### Supplied information

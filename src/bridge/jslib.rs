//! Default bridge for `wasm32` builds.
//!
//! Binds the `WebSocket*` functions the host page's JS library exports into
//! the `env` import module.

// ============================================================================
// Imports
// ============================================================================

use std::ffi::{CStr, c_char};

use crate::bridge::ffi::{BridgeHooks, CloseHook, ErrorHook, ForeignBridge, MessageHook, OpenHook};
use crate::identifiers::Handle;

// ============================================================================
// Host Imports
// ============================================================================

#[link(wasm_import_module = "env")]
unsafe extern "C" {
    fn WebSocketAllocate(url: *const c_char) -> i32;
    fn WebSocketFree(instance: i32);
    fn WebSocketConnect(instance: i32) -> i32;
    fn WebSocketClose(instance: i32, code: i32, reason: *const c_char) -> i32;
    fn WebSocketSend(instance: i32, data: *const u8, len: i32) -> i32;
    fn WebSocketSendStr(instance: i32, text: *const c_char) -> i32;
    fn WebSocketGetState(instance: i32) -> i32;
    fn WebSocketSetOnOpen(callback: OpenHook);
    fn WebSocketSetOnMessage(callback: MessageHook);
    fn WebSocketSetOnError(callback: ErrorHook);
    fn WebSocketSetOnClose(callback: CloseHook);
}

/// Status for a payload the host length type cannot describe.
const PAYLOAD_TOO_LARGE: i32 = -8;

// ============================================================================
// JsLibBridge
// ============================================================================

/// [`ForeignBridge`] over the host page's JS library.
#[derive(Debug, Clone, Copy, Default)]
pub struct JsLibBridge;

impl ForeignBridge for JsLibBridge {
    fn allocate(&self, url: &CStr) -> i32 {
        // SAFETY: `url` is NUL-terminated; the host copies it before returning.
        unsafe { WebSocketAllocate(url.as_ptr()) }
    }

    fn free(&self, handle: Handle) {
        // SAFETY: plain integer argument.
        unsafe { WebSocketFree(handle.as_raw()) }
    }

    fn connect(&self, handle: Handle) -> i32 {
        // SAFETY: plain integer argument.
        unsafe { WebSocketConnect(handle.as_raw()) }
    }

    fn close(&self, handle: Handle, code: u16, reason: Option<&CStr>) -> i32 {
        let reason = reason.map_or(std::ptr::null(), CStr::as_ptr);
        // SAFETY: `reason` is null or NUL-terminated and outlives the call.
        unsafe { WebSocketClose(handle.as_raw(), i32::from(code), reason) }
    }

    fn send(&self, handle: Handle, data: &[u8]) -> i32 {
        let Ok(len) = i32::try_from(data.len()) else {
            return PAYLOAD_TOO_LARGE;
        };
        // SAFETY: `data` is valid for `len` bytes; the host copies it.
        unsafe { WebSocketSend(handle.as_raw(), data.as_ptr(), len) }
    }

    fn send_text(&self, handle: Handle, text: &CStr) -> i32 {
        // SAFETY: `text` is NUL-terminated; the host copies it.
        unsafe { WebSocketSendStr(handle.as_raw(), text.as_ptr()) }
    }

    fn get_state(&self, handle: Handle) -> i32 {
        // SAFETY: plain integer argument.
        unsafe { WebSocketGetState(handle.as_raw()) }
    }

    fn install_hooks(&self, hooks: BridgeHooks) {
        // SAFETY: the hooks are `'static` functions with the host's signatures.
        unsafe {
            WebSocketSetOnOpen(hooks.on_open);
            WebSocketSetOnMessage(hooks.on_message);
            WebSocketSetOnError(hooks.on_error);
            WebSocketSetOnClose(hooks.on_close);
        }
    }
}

######

Please transcribe all of the data above exactly.

▶ **Answer space**:
filename src/bridge/jslib.rs
//! Default bridge for `wasm32` builds.
//!
//! Binds the `WebSocket*` functions the host page's JS library exports into
//! the `env` import module.

// ============================================================================
// Imports
// ============================================================================

use std::ffi::{CStr, c_char};

use crate::bridge::ffi::{BridgeHooks, CloseHook, ErrorHook, ForeignBridge, MessageHook, OpenHook};
use crate::identifiers::Handle;

// ============================================================================
// Host Imports
// ============================================================================

#[link(wasm_import_module = "env")]
unsafe extern "C" {
    fn WebSocketAllocate(url: *const c_char) -> i32;
    fn WebSocketFree(instance: i32);
    fn WebSocketConnect(instance: i32) -> i32;
    fn WebSocketClose(instance: i32, code: i32, reason: *const c_char) -> i32;
    fn WebSocketSend(instance: i32, data: *const u8, len: i32) -> i32;
    fn WebSocketSendStr(instance: i32, text: *const c_char) -> i32;
    fn WebSocketGetState(instance: i32) -> i32;
    fn WebSocketSetOnOpen(callback: OpenHook);
    fn WebSocketSetOnMessage(callback: MessageHook);
    fn WebSocketSetOnError(callback: ErrorHook);
    fn WebSocketSetOnClose(callback: CloseHook);
}

/// Status for a payload the host length type cannot describe.
const PAYLOAD_TOO_LARGE: i32 = -8;

// ============================================================================
// JsLibBridge
// ============================================================================

/// [`ForeignBridge`] over the host page's JS library.
#[derive(Debug, Clone, Copy, Default)]
pub struct JsLibBridge;

impl ForeignBridge for JsLibBridge {
    fn allocate(&self, url: &CStr) -> i32 {
        // SAFETY: `url` is NUL-terminated; the host copies it before returning.
        unsafe { WebSocketAllocate(url.as_ptr()) }
    }

    fn free(&self, handle: Handle) {
        // SAFETY: plain integer argument.
        unsafe { WebSocketFree(handle.as_raw()) }
    }

    fn connect(&self, handle: Handle) -> i32 {
        // SAFETY: plain integer argument.
        unsafe { WebSocketConnect(handle.as_raw()) }
    }

    fn close(&self, handle: Handle, code: u16, reason: Option<&CStr>) -> i32 {
        let reason = reason.map_or(std::ptr::null(), CStr::as_ptr);
        // SAFETY: `reason` is null or NUL-terminated and outlives the call.
        unsafe { WebSocketClose(handle.as_raw(), i32::from(code), reason) }
    }

    fn send(&self, handle: Handle, data: &[u8]) -> i32 {
        let Ok(len) = i32::try_from(data.len()) else {
            return PAYLOAD_TOO_LARGE;
        };
        // SAFETY: `data` is valid for `len` bytes; the host copies it.
        unsafe { WebSocketSend(handle.as_raw(), data.as_ptr(), len) }
    }

    fn send_text(&self, handle: Handle, text: &CStr) -> i32 {
        // SAFETY: `text` is NUL-terminated; the host copies it.
        unsafe { WebSocketSendStr(handle.as_raw(), text.as_ptr()) }
    }

    fn get_state(&self, handle: Handle) -> i32 {
        // SAFETY: plain integer argument.
        unsafe { WebSocketGetState(handle.as_raw()) }
    }

    fn install_hooks(&self, hooks: BridgeHooks) {
        // SAFETY: the hooks are `'static` functions with the host's signatures.
        unsafe {
            WebSocketSetOnOpen(hooks.on_open);
            WebSocketSetOnMessage(hooks.on_message);
            WebSocketSetOnError(hooks.on_error);
            WebSocketSetOnClose(hooks.on_close);
        }
    }
}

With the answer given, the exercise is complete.